The conversion rate in this study was higher than 3.3%, 1.07%, 1.4% and 0.01% reported by Ajibade et al Cardosa et al., Margorsky et al., and Mulimba et al., respectively (2,18,19,11). The very high conversion rate in this study was due mainly to social reason of operation occurring too late, whereas in these previous reports, conversions were due to surgical and anesthetic reasons (18,19,11). In this study, only one patient had surgical reason, extensive operation, for conversion. If late operations were eliminated, then a conversion rate of (1/53) 1.9% (resulting from extensive surgical procedure) is within the range of 2–3% recommended by the Royal College of Surgeons (19). This implies the safety of the practice in our setting and calls for measures to reduce the incidence of late operations among patients for day-case procedures.

In this study, the mean estimated distance was 16 km from the hospital and only 30% of patients had private car access to the hospital, bearing in mind the relative lack of good and efficient public transport system in our setting. This is an important factor for high conversion rate: most patients cannot get back home when operations are done late, considering the security situation in our setting and therefore were admitted overnight. It is therefore important that patients are operated on at the beginning of the morning list and every effort made to ensure that day-cases are dealt with before mid-day to ensure early, safe discharge. This also calls for a dedicated day-case unit so that day-case patients will not compete with inpatients for theatre space.

The complication rate in this study was higher than 2.7% by Ajibade et al. (2) and 2.37% by Cardosa et al. in similar studies (18). Pain as the commonest complication was also similar to the findings reported by Cardosa et al.  and Mulimba et al. but at variance with wound infection as commonest complication reported by Ajibade et al. (18,11,2).  There was no significant correlation between complication rates with mode of anesthesia, rank of surgeon, rank of anesthetist, duration of tourniquet, education level of patient/caregiver, and type of discharge analgesics, and this is similar to the findings reported by Cardosa et al. (18). There was significant correlation between duration of surgery and complication rate in this study but the reason is not evident. The resolution of pain in all patients after day one postoperation shows adequacy of our discharge analgesics and patient compliance with their intake, and ability of patient/caregiver to comply with instructions for preparation for surgery and postoperative care, as previously reported by Abdurrahman (21). That none of the patients had postoperative wound infection also shows adequacy of prophylactic antibiotics and patient/caregiver compliance with the instructions.
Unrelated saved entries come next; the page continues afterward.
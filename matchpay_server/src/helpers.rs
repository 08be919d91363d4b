use std::{net::IpAddr, str::FromStr};

use actix_web::HttpRequest;
use log::{debug, trace};
use regex::Regex;

use crate::config::ServerOptions;

/// Resolves the client IP for a request. Proxy headers are only consulted when the deployment has opted in via
/// [`ServerOptions`], since anyone can send them; otherwise the connection's peer address is used.
///
/// `X-Forwarded-For` takes precedence over `Forwarded`. For multi-hop chains ("client, proxy1, proxy2") the first
/// entry is the client.
pub fn get_remote_ip(req: &HttpRequest, opts: &ServerOptions) -> Option<IpAddr> {
    let mut result = None;
    if opts.use_x_forwarded_for {
        trace!("Checking X-Forwarded-For header");
        result = req
            .headers()
            .get("X-Forwarded-For")
            .and_then(|v| v.to_str().ok())
            .and_then(|chain| chain.split(',').next())
            .and_then(|s| IpAddr::from_str(s.trim()).ok());
        if let Some(ip) = result {
            debug!("Using X-Forwarded-For header for remote address: {ip}");
        }
    }
    if opts.use_forwarded && result.is_none() {
        trace!("Checking Forwarded header");
        let re = Regex::new(r#"for=(?P<ip>[^;]+)"#).unwrap();
        result = req
            .headers()
            .get("Forwarded")
            .and_then(|v| v.to_str().ok())
            .and_then(|v| re.captures(v))
            .and_then(|caps| caps.name("ip"))
            .map(|m| m.as_str().trim_matches('"'))
            .and_then(|s| IpAddr::from_str(s).ok());
        if let Some(ip) = result {
            debug!("Using Forwarded header for remote address: {ip}");
        }
    }
    result.or_else(|| {
        let peer_addr = req.connection_info().peer_addr().map(|a| a.to_string());
        trace!("Using Peer address for remote address: {:?}", peer_addr);
        peer_addr.and_then(|s| IpAddr::from_str(&s).ok())
    })
}

#[cfg(test)]
mod test {
    use actix_web::test::TestRequest;

    use super::*;

    fn opts(use_x_forwarded_for: bool, use_forwarded: bool) -> ServerOptions {
        ServerOptions { use_x_forwarded_for, use_forwarded }
    }

    #[test]
    fn forwarded_header_is_parsed_when_enabled() {
        let req = TestRequest::default().insert_header(("Forwarded", "for=192.0.2.60;proto=http")).to_http_request();
        let ip = get_remote_ip(&req, &opts(false, true));
        assert_eq!(ip, Some(IpAddr::from_str("192.0.2.60").unwrap()));
    }

    #[test]
    fn x_forwarded_for_takes_the_first_hop() {
        let req = TestRequest::default()
            .insert_header(("X-Forwarded-For", "198.51.100.17, 203.0.113.9"))
            .insert_header(("Forwarded", "for=192.0.2.60"))
            .to_http_request();
        let ip = get_remote_ip(&req, &opts(true, true));
        assert_eq!(ip, Some(IpAddr::from_str("198.51.100.17").unwrap()));
    }

    #[test]
    fn quoted_forwarded_entries_are_accepted() {
        let req = TestRequest::default().insert_header(("Forwarded", r#"for="203.0.113.9""#)).to_http_request();
        assert_eq!(get_remote_ip(&req, &opts(false, true)), Some(IpAddr::from_str("203.0.113.9").unwrap()));
    }

    #[test]
    fn proxy_headers_are_ignored_unless_enabled() {
        let req = TestRequest::default().insert_header(("X-Forwarded-For", "198.51.100.17")).to_http_request();
        // No trusted headers and no real peer on a synthetic request
        assert_eq!(get_remote_ip(&req, &opts(false, false)), None);
    }
}
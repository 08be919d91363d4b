use crate::{
    db_types::{MatchRecord, Message},
    traits::Settlement,
};

/// Emitted exactly once per match, by the swipe that completed the pair. The idempotent replay of an
/// already-matched pair does not fire this.
#[derive(Debug, Clone)]
pub struct MatchCreatedEvent {
    pub match_record: MatchRecord,
}

impl MatchCreatedEvent {
    pub fn new(match_record: MatchRecord) -> Self {
        Self { match_record }
    }
}

#[derive(Debug, Clone)]
pub struct MessageSentEvent {
    pub message: Message,
}

impl MessageSentEvent {
    pub fn new(message: Message) -> Self {
        Self { message }
    }
}

/// Emitted once per payment, by whichever signal won the capture race.
#[derive(Debug, Clone)]
pub struct PaymentSettledEvent {
    pub settlement: Settlement,
}

impl PaymentSettledEvent {
    pub fn new(settlement: Settlement) -> Self {
        Self { settlement }
    }
}
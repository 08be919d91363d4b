//! Request handler definitions
//!
//! Define each route and its handler here.
//! Handlers that are more than a line or two MUST go into a separate module. Keep this module neat and tidy 🙏
//!
//! Handlers must never block the worker thread: anything long and non-cpu-bound (I/O, database calls, the
//! payment gateway) has to be awaited, so that the worker can interleave other requests while it waits.
use std::sync::Arc;

use actix_web::{get, web, HttpResponse, Responder};
use futures::stream;
use log::*;
use matchpay_engine::{
    db_types::{NewPaymentOrder, NewSwipe, UserId},
    relay::{ConnectionId, PresenceRelay},
    traits::{
        ExploreManagement,
        MatchmakingDatabase,
        MessageManagement,
        NotificationManagement,
        PaymentRail,
        SettlementDatabase,
    },
    ChatApi,
    ExploreApi,
    MatchmakingApi,
    NotificationsApi,
    SettlementApi,
};

use crate::{
    auth::JwtClaims,
    data_objects::{
        ExploreParams,
        JsonResponse,
        NewOrderRequest,
        PaymentBreakdown,
        PayoutRequest,
        SendMessageRequest,
        SwipeRequest,
        SwipeResponse,
        UndoResponse,
        VerifyPaymentRequest,
        WalletResponse,
    },
    errors::ServerError,
};

/// How many ledger entries the wallet endpoint returns.
const WALLET_LEDGER_PAGE_SIZE: i64 = 50;

// Web-actix cannot handle generics in handlers, so it's implemented manually using the `route!` macro
#[macro_export]
macro_rules! route {
    ($name:ident => $method:ident $path:literal impl $($bounds:ty),+) => {
        paste::paste! { pub struct [<$name:camel Route>]<B>(core::marker::PhantomData<fn() -> B>);}
        paste::paste! { impl<B> [<$name:camel Route>]<B> {
            #[allow(clippy::new_without_default)]
            pub fn new() -> Self {
                Self(core::marker::PhantomData::<fn() -> B>)
            }
        }}
        paste::paste! { impl<B> actix_web::dev::HttpServiceFactory for [<$name:camel Route>]<B>
        where
            B: $($bounds +)+ 'static,
        {
            fn register(self, config: &mut actix_web::dev::AppService) {
                let res = actix_web::Resource::new($path)
                    .name(stringify!($name))
                    .guard(actix_web::guard::$method())
                    .to($name::<B>);
                actix_web::dev::HttpServiceFactory::register(res, config);
            }
        }}
    };

    ($name:ident => $method:ident $path:literal impl $($bounds:ty),+ where rail $rail:ty) => {
        paste::paste! { pub struct [<$name:camel Route>]<B, R>(core::marker::PhantomData<fn() -> (B, R)>);}
        paste::paste! { impl<B, R> [<$name:camel Route>]<B, R> {
            #[allow(clippy::new_without_default)]
            pub fn new() -> Self {
                Self(core::marker::PhantomData::<fn() -> (B, R)>)
            }
        }}
        paste::paste! { impl<B, R> actix_web::dev::HttpServiceFactory for [<$name:camel Route>]<B, R>
        where
            B: $($bounds +)+ 'static,
            R: $rail + 'static,
        {
            fn register(self, config: &mut actix_web::dev::AppService) {
                let res = actix_web::Resource::new($path)
                    .name(stringify!($name))
                    .guard(actix_web::guard::$method())
                    .to($name::<B, R>);
                actix_web::dev::HttpServiceFactory::register(res, config);
            }
        }}
    };
}

// ----------------------------------------------   Health  ----------------------------------------------------
#[get("/health")]
pub async fn health() -> impl Responder {
    trace!("💻️ Received health check request");
    HttpResponse::Ok().body("👍️\n")
}

//----------------------------------------------   Swipes  ----------------------------------------------------
route!(swipe => Post "/swipe" impl MatchmakingDatabase, NotificationManagement);
/// Records a swipe decision for the caller and reports whether it completed a match.
///
/// Swiping the same user again replaces the previous decision. A mutual right-swipe returns the match record;
/// replaying it returns the same record with an `already_matched` outcome.
pub async fn swipe<B>(
    claims: JwtClaims,
    body: web::Json<SwipeRequest>,
    api: web::Data<MatchmakingApi<B>>,
) -> Result<HttpResponse, ServerError>
where
    B: MatchmakingDatabase + NotificationManagement,
{
    let SwipeRequest { swiped_user_id, action, match_score } = body.into_inner();
    debug!("💻️ POST swipe: {} swipes {action} on {swiped_user_id}", claims.sub);
    let swipe = NewSwipe::new(claims.sub, swiped_user_id, action).with_score(match_score);
    let outcome = api.process_swipe(swipe).await?;
    Ok(HttpResponse::Ok().json(SwipeResponse::from(outcome)))
}

route!(undo_swipe => Post "/swipe/undo" impl MatchmakingDatabase, NotificationManagement);
pub async fn undo_swipe<B>(
    claims: JwtClaims,
    api: web::Data<MatchmakingApi<B>>,
) -> Result<HttpResponse, ServerError>
where
    B: MatchmakingDatabase + NotificationManagement,
{
    debug!("💻️ POST undo_swipe for {}", claims.sub);
    let outcome = api.undo_last_swipe(&claims.sub).await?;
    Ok(HttpResponse::Ok().json(UndoResponse::from(outcome)))
}

route!(my_swipes => Get "/swipes" impl MatchmakingDatabase, NotificationManagement);
pub async fn my_swipes<B>(
    claims: JwtClaims,
    api: web::Data<MatchmakingApi<B>>,
) -> Result<HttpResponse, ServerError>
where
    B: MatchmakingDatabase + NotificationManagement,
{
    debug!("💻️ GET my_swipes for {}", claims.sub);
    let swipes = api.swipes_by(&claims.sub).await?;
    Ok(HttpResponse::Ok().json(swipes))
}

route!(my_matches => Get "/matches" impl MatchmakingDatabase, NotificationManagement);
pub async fn my_matches<B>(
    claims: JwtClaims,
    api: web::Data<MatchmakingApi<B>>,
) -> Result<HttpResponse, ServerError>
where
    B: MatchmakingDatabase + NotificationManagement,
{
    debug!("💻️ GET my_matches for {}", claims.sub);
    let matches = api.matches_for(&claims.sub).await?;
    Ok(HttpResponse::Ok().json(matches))
}

//----------------------------------------------   Explore  ----------------------------------------------------
route!(explore => Get "/explore" impl ExploreManagement);
/// Candidate profiles for the caller: everyone they haven't swiped on yet whose skill tags overlap with theirs.
pub async fn explore<B: ExploreManagement>(
    claims: JwtClaims,
    params: web::Query<ExploreParams>,
    api: web::Data<ExploreApi<B>>,
) -> Result<HttpResponse, ServerError> {
    debug!("💻️ GET explore for {}", claims.sub);
    let candidates = api.candidates(&claims.sub, params.limit).await?;
    Ok(HttpResponse::Ok().json(candidates))
}

//----------------------------------------------    Chat    ----------------------------------------------------
route!(chat_history => Get "/chat/{user_id}" impl MessageManagement, MatchmakingDatabase, NotificationManagement);
pub async fn chat_history<B>(
    claims: JwtClaims,
    path: web::Path<String>,
    api: web::Data<ChatApi<B>>,
) -> Result<HttpResponse, ServerError>
where
    B: MessageManagement + MatchmakingDatabase + NotificationManagement,
{
    let other = UserId::from(path.into_inner());
    debug!("💻️ GET chat_history between {} and {other}", claims.sub);
    let messages = api.history(&claims.sub, &other).await?;
    Ok(HttpResponse::Ok().json(messages))
}

route!(send_chat_message => Post "/chat/{user_id}" impl MessageManagement, MatchmakingDatabase, NotificationManagement);
/// Sends a message to a matched user. Messages between unmatched pairs are refused.
pub async fn send_chat_message<B>(
    claims: JwtClaims,
    path: web::Path<String>,
    body: web::Json<SendMessageRequest>,
    api: web::Data<ChatApi<B>>,
) -> Result<HttpResponse, ServerError>
where
    B: MessageManagement + MatchmakingDatabase + NotificationManagement,
{
    let receiver = UserId::from(path.into_inner());
    debug!("💻️ POST send_chat_message from {} to {receiver}", claims.sub);
    let message = api.send_message(&claims.sub, &receiver, &body.body).await?;
    Ok(HttpResponse::Ok().json(message))
}

//-------------------------------------------  Notifications  -------------------------------------------------
route!(my_notifications => Get "/notifications" impl NotificationManagement);
pub async fn my_notifications<B: NotificationManagement>(
    claims: JwtClaims,
    api: web::Data<NotificationsApi<B>>,
) -> Result<HttpResponse, ServerError> {
    debug!("💻️ GET my_notifications for {}", claims.sub);
    let notifications = api.inbox(&claims.sub).await?;
    Ok(HttpResponse::Ok().json(notifications))
}

route!(mark_notification_read => Post "/notifications/{id}/read" impl NotificationManagement);
// TODO: scope the read flip to the caller once NotificationManagement can filter by user
pub async fn mark_notification_read<B: NotificationManagement>(
    claims: JwtClaims,
    path: web::Path<i64>,
    api: web::Data<NotificationsApi<B>>,
) -> Result<HttpResponse, ServerError> {
    let id = path.into_inner();
    debug!("💻️ POST mark_notification_read {id} for {}", claims.sub);
    let notification = api.mark_as_read(id).await?;
    Ok(HttpResponse::Ok().json(notification))
}

route!(clear_notifications => Delete "/notifications" impl NotificationManagement);
pub async fn clear_notifications<B: NotificationManagement>(
    claims: JwtClaims,
    api: web::Data<NotificationsApi<B>>,
) -> Result<HttpResponse, ServerError> {
    debug!("💻️ DELETE clear_notifications for {}", claims.sub);
    let removed = api.clear(&claims.sub).await?;
    Ok(HttpResponse::Ok().json(JsonResponse::success(format!("Cleared {removed} notifications."))))
}

//----------------------------------------------  Payments  ----------------------------------------------------
route!(create_payment_order => Post "/payments/order" impl SettlementDatabase, NotificationManagement where rail PaymentRail);
/// Creates a payment order on the gateway and records the `created` ledger entry.
///
/// The gateway call comes first; if it fails, no local state is left behind and the client sees a 502.
pub async fn create_payment_order<B, R>(
    claims: JwtClaims,
    body: web::Json<NewOrderRequest>,
    api: web::Data<SettlementApi<B, R>>,
) -> Result<HttpResponse, ServerError>
where
    B: SettlementDatabase + NotificationManagement,
    R: PaymentRail,
{
    let NewOrderRequest { amount, payee_id, meta } = body.into_inner();
    debug!("💻️ POST create_payment_order: {} pays {amount} to {payee_id}", claims.sub);
    let mut order = NewPaymentOrder::new(claims.sub, payee_id, amount);
    if let Some(meta) = meta {
        order = order.with_meta(meta);
    }
    let created = api.create_order(order).await?;
    Ok(HttpResponse::Ok().json(created))
}

route!(verify_payment => Post "/payments/verify" impl SettlementDatabase, NotificationManagement where rail PaymentRail);
/// Settles a client-reported payment completion.
///
/// The request carries the gateway's signature over `order_id|payment_id`; a bad signature marks the payment
/// failed and returns 400. A valid one drives the idempotent capture, so replays are safe.
pub async fn verify_payment<B, R>(
    claims: JwtClaims,
    body: web::Json<VerifyPaymentRequest>,
    api: web::Data<SettlementApi<B, R>>,
) -> Result<HttpResponse, ServerError>
where
    B: SettlementDatabase + NotificationManagement,
    R: PaymentRail,
{
    let VerifyPaymentRequest { order_id, payment_id, signature } = body.into_inner();
    debug!("💻️ POST verify_payment for order {order_id} by {}", claims.sub);
    let outcome = api.verify_and_capture(&order_id, &payment_id, &signature).await?;
    Ok(HttpResponse::Ok().json(PaymentBreakdown::from(outcome)))
}

route!(request_payout => Post "/payments/payout" impl SettlementDatabase, NotificationManagement where rail PaymentRail);
/// Pays out settled funds to the caller. The amount is debited up front (conditionally, so an overdraw is a
/// clean 400) and reversed if the gateway rejects the payout.
pub async fn request_payout<B, R>(
    claims: JwtClaims,
    body: web::Json<PayoutRequest>,
    api: web::Data<SettlementApi<B, R>>,
) -> Result<HttpResponse, ServerError>
where
    B: SettlementDatabase + NotificationManagement,
    R: PaymentRail,
{
    let amount = body.into_inner().amount;
    debug!("💻️ POST request_payout of {amount} for {}", claims.sub);
    let payout = api.request_payout(&claims.sub, amount).await?;
    Ok(HttpResponse::Ok().json(payout))
}

route!(my_wallet => Get "/wallet" impl SettlementDatabase, NotificationManagement where rail PaymentRail);
pub async fn my_wallet<B, R>(
    claims: JwtClaims,
    api: web::Data<SettlementApi<B, R>>,
) -> Result<HttpResponse, ServerError>
where
    B: SettlementDatabase + NotificationManagement,
    R: PaymentRail,
{
    debug!("💻️ GET my_wallet for {}", claims.sub);
    let wallet = api.wallet(&claims.sub).await?;
    let ledger = api.ledger(&claims.sub, WALLET_LEDGER_PAGE_SIZE).await?;
    Ok(HttpResponse::Ok().json(WalletResponse { user_id: claims.sub, wallet, ledger }))
}

//----------------------------------------------    Live    ----------------------------------------------------
/// Opens a server-sent-events stream of the caller's live frames (matches, messages, settlements).
///
/// Joining registers the caller with the presence relay; a second connection from the same user replaces the
/// first. The relay session ends when the client disconnects and the stream is dropped.
#[get("/live")]
pub async fn live(claims: JwtClaims, relay: web::Data<PresenceRelay>) -> HttpResponse {
    let user = claims.sub;
    info!("🔌️ {user} opened a live event stream");
    let relay = relay.into_inner();
    let session = relay.join(user);
    let guard = SessionGuard { relay, conn_id: session.conn_id };
    let stream = stream::unfold((session.frames, guard), |(mut frames, guard)| async move {
        let frame = frames.recv().await?;
        let json = match serde_json::to_string(&frame) {
            Ok(json) => json,
            Err(e) => {
                warn!("🔌️ Could not serialize live frame. {e}");
                return None;
            },
        };
        let bytes = web::Bytes::from(format!("data: {json}\n\n"));
        Some((Ok::<_, ServerError>(bytes), (frames, guard)))
    });
    HttpResponse::Ok()
        .content_type("text/event-stream")
        .insert_header(("Cache-Control", "no-cache"))
        .streaming(stream)
}

/// Leaves the relay when the response stream is dropped, however the connection ended.
struct SessionGuard {
    relay: Arc<PresenceRelay>,
    conn_id: ConnectionId,
}

impl Drop for SessionGuard {
    fn drop(&mut self) {
        if let Some(user) = self.relay.leave(self.conn_id) {
            info!("🔌️ {user} closed their live event stream");
        }
    }
}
In this study, there was no readmission and mortality; a similar finding was reported by Adewole et al. (12).  This shows proper patient selection and the safety of orthopedic day-case practice in our setting. The cancellation rate in this study was higher than 15.6% and 11.06% reported by Ramyil et al. and Kolawole et al. respectively (5,22). In this study, the main reason for cancellation—failure to arrive to the hospital due to financial difficulty—was similar to the findings by Ramyil et al. but at variance with surgical-related factor of time constraint reported by Kolawole et al. (5,22). An organized health insurance scheme with wide coverage may help cover the financial bills of patients. The surgeon-related factor for cancellation could be mitigated by making a realistic theatre list. A dedicated day-case unit, to eliminate day-case and inpatient competition for theatre space and surgeons’ time could have prevented more than a third of the cancellations (Table 5). In this study, that over 90% of patients will recommend day-case surgery to other people is an indication of its acceptability in our environment.

 

Conclusion

In this study, orthopedic day-case procedures were safe, though there was low utilization of day-case surgery in scope, complexity and number of procedures. This and the high cancellation and conversion rates observed call for provision of a dedicated day-case unit and measures to facilitate timeliness of the procedures.